Previously known as:

  • Cotoneaster pyracantha
Phonetic Spelling
pi-ra-KANTHa kok-SIN-ee-a
Description

The scarlet firethorn is a broadleaf evergreen to semi-evergreen ornamental shrub that usually grows upright and stiff to 6 to 18 feet tall and equally as wide. In the spring, clusters of white flowers appear with shiny, dark green leaves. The stems have sharp spines, and bright orange to red berries are seen in the fall. Frequently, scarlet firethorn may be displayed or trained as espaliers on a wall or fence. It is a member of the Roseaceae or rose family.

Scarlet firethorn is native to south central and southern Europe and as far east as Iran. It has been introduced in the United States. It may be found in disturbed sites, along roadsides, and in coastal shrub or prairie areas. Scarlet Firethorn has been reported as invasive in some countries and in the States of Texas, Georgia, and California, but this has not been substantiated

The genus name, Pyracantha, is derived from two Greek words, pyr, meaning fire, and akantha, meaning thorn. This name refers to the thorny branches and the bright crimson fruit. The epithet, coccinea, is from the Latin word coccineus, that means scarlet.

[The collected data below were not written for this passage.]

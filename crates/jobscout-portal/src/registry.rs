//! In-memory portal client registry.

use crate::client::PortalClient;
use jobscout_core::PortalId;
use std::collections::HashMap;
use std::sync::{Arc, RwLock};
use thiserror::Error;
use tracing::info;

/// Error returned when resolving a portal client fails.
#[derive(Debug, Error)]
pub enum RegistryError {
    /// No client registered for the requested portal
    #[error("no portal client registered for '{portal}'")]
    NotRegistered {
        /// The portal that was requested
        portal: String,
    },
}

/// Registry of concrete [`PortalClient`] implementations keyed by portal ID.
///
/// Clients are registered once at startup; lookups during request handling
/// are read-only. This replaces dispatch-by-string scattered through the
/// orchestration core with a single typed lookup point.
#[derive(Clone, Default)]
pub struct PortalRegistry {
    clients: Arc<RwLock<HashMap<PortalId, Arc<dyn PortalClient>>>>,
}

impl PortalRegistry {
    /// Create a new empty registry.
    #[must_use]
    pub fn new() -> Self {
        Self::default()
    }

    /// Register a client for a portal, replacing any existing registration.
    pub fn register(&self, portal: PortalId, client: Arc<dyn PortalClient>) {
        let mut clients = self
            .clients
            .write()
            .expect("acquire write lock on portal clients");

        info!(portal = %portal, "registered portal client");
        clients.insert(portal, client);
    }

    /// Resolve the client registered for a portal.
    ///
    /// # Errors
    /// Returns `RegistryError::NotRegistered` if no client is registered.
    pub fn get(&self, portal: &PortalId) -> Result<Arc<dyn PortalClient>, RegistryError> {
        let clients = self
            .clients
            .read()
            .expect("acquire read lock on portal clients");

        clients
            .get(portal)
            .cloned()
            .ok_or_else(|| RegistryError::NotRegistered {
                portal: portal.to_string(),
            })
    }

    /// All registered portal IDs.
    #[must_use]
    pub fn registered_portals(&self) -> Vec<PortalId> {
        let clients = self
            .clients
            .read()
            .expect("acquire read lock on portal clients");

        clients.keys().cloned().collect()
    }

    /// Number of registered clients.
    #[must_use]
    pub fn len(&self) -> usize {
        self.clients
            .read()
            .expect("acquire read lock on portal clients")
            .len()
    }

    /// Whether the registry has no registered clients.
    #[must_use]
    pub fn is_empty(&self) -> bool {
        self.len() == 0
    }
}

#[cfg(test)]
mod tests {
    use super::*;
    use crate::client::JobResult;
    use crate::error::Result as ScrapeResult;
    use async_trait::async_trait;
    use jobscout_db::CredentialBundle;

    struct NullClient;

    #[async_trait]
    impl PortalClient for NullClient {
        async fn extract(
            &self,
            _credentials: &CredentialBundle,
            _keywords: &str,
            _location: &str,
            _username: &str,
        ) -> ScrapeResult<JobResult> {
            Ok(JobResult::default())
        }
    }

    fn portal(id: &str) -> PortalId {
        PortalId::new(id).expect("valid portal id")
    }

    #[test]
    fn test_register_and_get() {
        let registry = PortalRegistry::new();
        assert!(registry.is_empty());

        registry.register(portal("careers-online"), Arc::new(NullClient));

        assert_eq!(registry.len(), 1);
        assert!(registry.get(&portal("careers-online")).is_ok());
    }

    #[test]
    fn test_get_unregistered() {
        let registry = PortalRegistry::new();

        let result = registry.get(&portal("careers-online"));
        assert!(matches!(
            result,
            Err(RegistryError::NotRegistered { portal }) if portal == "careers-online"
        ));
    }

    #[test]
    fn test_register_replaces() {
        let registry = PortalRegistry::new();
        registry.register(portal("careers-online"), Arc::new(NullClient));
        registry.register(portal("careers-online"), Arc::new(NullClient));

        assert_eq!(registry.len(), 1);
    }

    #[test]
    fn test_registered_portals() {
        let registry = PortalRegistry::new();
        registry.register(portal("careers-online"), Arc::new(NullClient));
        registry.register(portal("seek"), Arc::new(NullClient));

        let mut portals = registry.registered_portals();
        portals.sort_by(|a, b| a.as_str().cmp(b.as_str()));
        assert_eq!(portals, vec![portal("careers-online"), portal("seek")]);
    }
}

This shrub prefers full sun to partial shade, dry to moist, well-drained soils. It is tolerant of clay soils, drought, and hot, dry conditions. It is also moderately salt tolerant and does best in acidic to neutral soils. In colder climates, it is best practice to protect or shelter this shrub from cold winds. It can become overgrown quite easily and will need to be regularly pruned. Thorns are challenging when pruning. It can be sheared, but severe pruning right after flowering will affect fruit set. This plant is difficult to transplant. 

It blooms in late spring to early summer and has showy but has extremely fetid flowers. The red berries mature in fall and persist though winter. Sharp spur thorns are present on stems. Fruits are enjoyed by birds, and they distribute the seeds. Deer tends to avoid this shrub, mostly likely due to the sharp spines.

Scarlet Firethorn is often confused with P. koidzummii or Formosa Firethornbut it is distinguished by the leaves that are broadest at the middle and taper upward, whereas Formosa Firethorn's leaves are widest apically and are truncate. Scarlet Firethorn is more tolerant to cold weather than Formosa Firethornbut it will still need protection from cold blasts of wind and winter frost.

Scarlet Firethorn is an impenetrable hedge that can be used for screening, to define property lines, or for security.  Plant away from high traffic areas or where children and pets frequent.  It works well in mass plantings and is effective on slopes for erosion control. It grows relatively rapidly and can be trained against a wall or espalier or border. It also does well as a specimen plant. The beautiful red berries are relished by the birds and are available from summer to fall or until eaten by the birds. 

Seasons of Interest: 

Bloom: Spring and Summer   Foliage: Year-round    Fruit:  Fall

Quick ID Hints:

  • broadleaf evergreen to semi-evergreen shrub with stiff, thorny spur branches
  • bark is reddish-brown, smooth, and has many lenticels
  • young stems are pubescent, with age become smooth, glossy reddish-brown with many spines 
  • leaves are shiny, dark green, alternate, simple, evergreen to semi-evergreen, narrowly elliptic, ovate or lanceolate, 1 to 2.5 inches long, undersides paler and pubescent
  • flowers are white, fetid, 5-petaled, and about 1/3 inch in diameter, appear in 2 to 3-inch tight clusters 
  • fruit is a pome but appears berry-like, showy, orange-red, measure 1/4 inch in diameter, and appears in tight clusters.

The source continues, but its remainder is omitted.